Verifying in external Django REST API if a Wordpress user is a paid subscriber or not - python

I have been working on a program in python that I want to make available to paid subscribers via REST. I'm currently thinking of having the frontend made in Wordpress and then host the backend somewhere else.
In wordpress there are a bunch of plugins to handle paid subscribers and so on and everything seems great but my concern is how do I verify this on the backend that is hosted somewhere else?
If I use Django, is there any way I can make some kind of call to the Wordpress server(?) and verify that the user that is trying to fetch items are an paid subscriber?
I made a Diagram to kind of show what I mean.
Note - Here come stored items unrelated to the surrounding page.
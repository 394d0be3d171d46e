use super::*;
use crate::container::ContainerWriter;
use crate::container::mp4_mux::Mp4ContainerWriter;
use crate::media::sample::Sample;

fn write_movie(path: &Path, rotation: Rotation) {
    let video = CodecFormat::video(mime::VIDEO_AVC, 64, 48)
        .with_int(keys::FRAME_RATE, 30)
        .with_bytes(keys::CSD_0, vec![0, 0, 0, 1, 0x67, 0x42, 0xc0, 0x1e])
        .with_bytes(keys::CSD_1, vec![0, 0, 0, 1, 0x68, 0xce, 0x3c, 0x80]);
    let audio = CodecFormat::audio(mime::AUDIO_AAC, 48_000, 2).with_bytes(keys::CSD_0, vec![0x11, 0x90]);

    let mut writer = Mp4ContainerWriter::new(path);
    let v = writer.add_track(TrackKind::Video, &video).unwrap();
    let a = writer.add_track(TrackKind::Audio, &audio).unwrap();
    writer.set_orientation_hint(rotation).unwrap();
    writer.start().unwrap();
    for i in 0..3i64 {
        let flags = SampleFlags::NONE.with_key_frame(i == 0);
        writer
            .write_sample(v, &Sample::new(0, vec![0, 0, 0, 1, i as u8], i * 33_333, flags))
            .unwrap();
    }
    for (i, pts) in [0i64, 21_333, 42_667].into_iter().enumerate() {
        writer
            .write_sample(a, &Sample::new(1, vec![0x21, i as u8], pts, SampleFlags::KEY_FRAME))
            .unwrap();
    }
    writer.stop().unwrap();
}

fn read_all(demux: &mut dyn DemuxSource) -> Vec<(usize, i64, bool)> {
    let mut out = Vec::new();
    let mut buf = Vec::new();
    while demux.read_sample_data(&mut buf).unwrap().is_some() {
        out.push((
            demux.sample_track_index().unwrap(),
            demux.sample_time_us().unwrap(),
            demux.sample_flags().key_frame,
        ));
        demux.advance();
    }
    out
}

#[test]
fn aac_tables_match_the_mp4_enums() {
    assert_eq!(sample_rate(SampleFreqIndex::Freq44100), 44_100);
    assert_eq!(sample_rate(SampleFreqIndex::Freq7350), 7_350);
    assert_eq!(channel_layout(ChannelConfig::Stereo), (2, 2));
    assert_eq!(channel_layout(ChannelConfig::SevenOne), (8, 7));
    assert_eq!(object_type(AudioObjectType::AacLowComplexity), 2);
    assert_eq!(object_type(AudioObjectType::AacMain), 1);
}

#[test]
fn missing_files_are_source_errors() {
    let err = Mp4File::new("/nonexistent/input.mp4").inspect().unwrap_err();
    assert!(err.is_source_error());
}

#[test]
fn garbage_is_a_source_error() {
    let dir = tempfile::tempdir().unwrap();
    let path = dir.path().join("junk.mp4");
    std::fs::write(&path, b"definitely not a movie").unwrap();
    assert!(Mp4File::new(&path).open_demuxer().is_err());
}

#[test]
fn written_movie_reads_back() {
    let dir = tempfile::tempdir().unwrap();
    let path = dir.path().join("movie.mp4");
    write_movie(&path, Rotation::Cw90);

    let input = Mp4File::new(&path);
    let info = input.inspect().unwrap();
    assert!(info.has_audio && info.has_video);
    assert_eq!(info.rotation, Rotation::Cw90);
    assert_eq!((info.width, info.height), (Some(64), Some(48)));

    let demux = input.open_demuxer().unwrap();
    assert_eq!(demux.track_count(), 2);
    let video = demux.track_format(0).unwrap();
    assert_eq!(video.mime(), mime::VIDEO_AVC);
    assert_eq!(video.csd(0), Some(&[0, 0, 0, 1, 0x67, 0x42, 0xc0, 0x1e][..]));
    assert_eq!(video.get_int(keys::ROTATION), Some(90));
    let audio = demux.track_format(1).unwrap();
    assert_eq!(audio.mime(), mime::AUDIO_AAC);
    assert_eq!(audio.sample_rate(), Some(48_000));
    assert_eq!(audio.channel_count(), Some(2));
    assert_eq!(audio.csd(0), Some(&[0x11, 0x90][..]));
}

#[test]
fn selected_tracks_interleave_by_time() {
    let dir = tempfile::tempdir().unwrap();
    let path = dir.path().join("movie.mp4");
    write_movie(&path, Rotation::None);

    let mut demux = Mp4File::new(&path).open_demuxer().unwrap();
    demux.select_track(0).unwrap();
    demux.select_track(1).unwrap();
    let order = read_all(demux.as_mut());
    let video: Vec<i64> = order.iter().filter(|s| s.0 == 0).map(|s| s.1).collect();
    let audio: Vec<i64> = order.iter().filter(|s| s.0 == 1).map(|s| s.1).collect();
    assert_eq!(video, vec![0, 33_333, 66_667]);
    assert_eq!(audio, vec![0, 21_333, 42_667]);
    assert!(order.windows(2).all(|w| w[0].1 <= w[1].1));
    assert!(order.iter().filter(|s| s.0 == 0).map(|s| s.2).eq([true, false, false]));

    demux.release();
    assert!(demux.read_sample_data(&mut Vec::new()).is_err());
}

#[test]
fn unselecting_keeps_other_tracks_flowing() {
    let dir = tempfile::tempdir().unwrap();
    let path = dir.path().join("movie.mp4");
    write_movie(&path, Rotation::None);

    let mut demux = Mp4File::new(&path).open_demuxer().unwrap();
    demux.select_track(0).unwrap();
    demux.select_track(1).unwrap();
    demux.unselect_track(1).unwrap();
    assert!(read_all(demux.as_mut()).iter().all(|s| s.0 == 0));
    assert!(demux.select_track(9).is_err());
}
Basically B should only answer back with items if the caller A is a paid subscriber.
I've read that it is possible to generate an API key that will be needed in order to fetch data from the API, I've also read ways of hiding this call from the frontend to the backend from the user by using some kind of relay on wordpress. Might be wrong here.
Is there any preferred way of doing this?
Is Django REST & Wordpress suitable options to do this?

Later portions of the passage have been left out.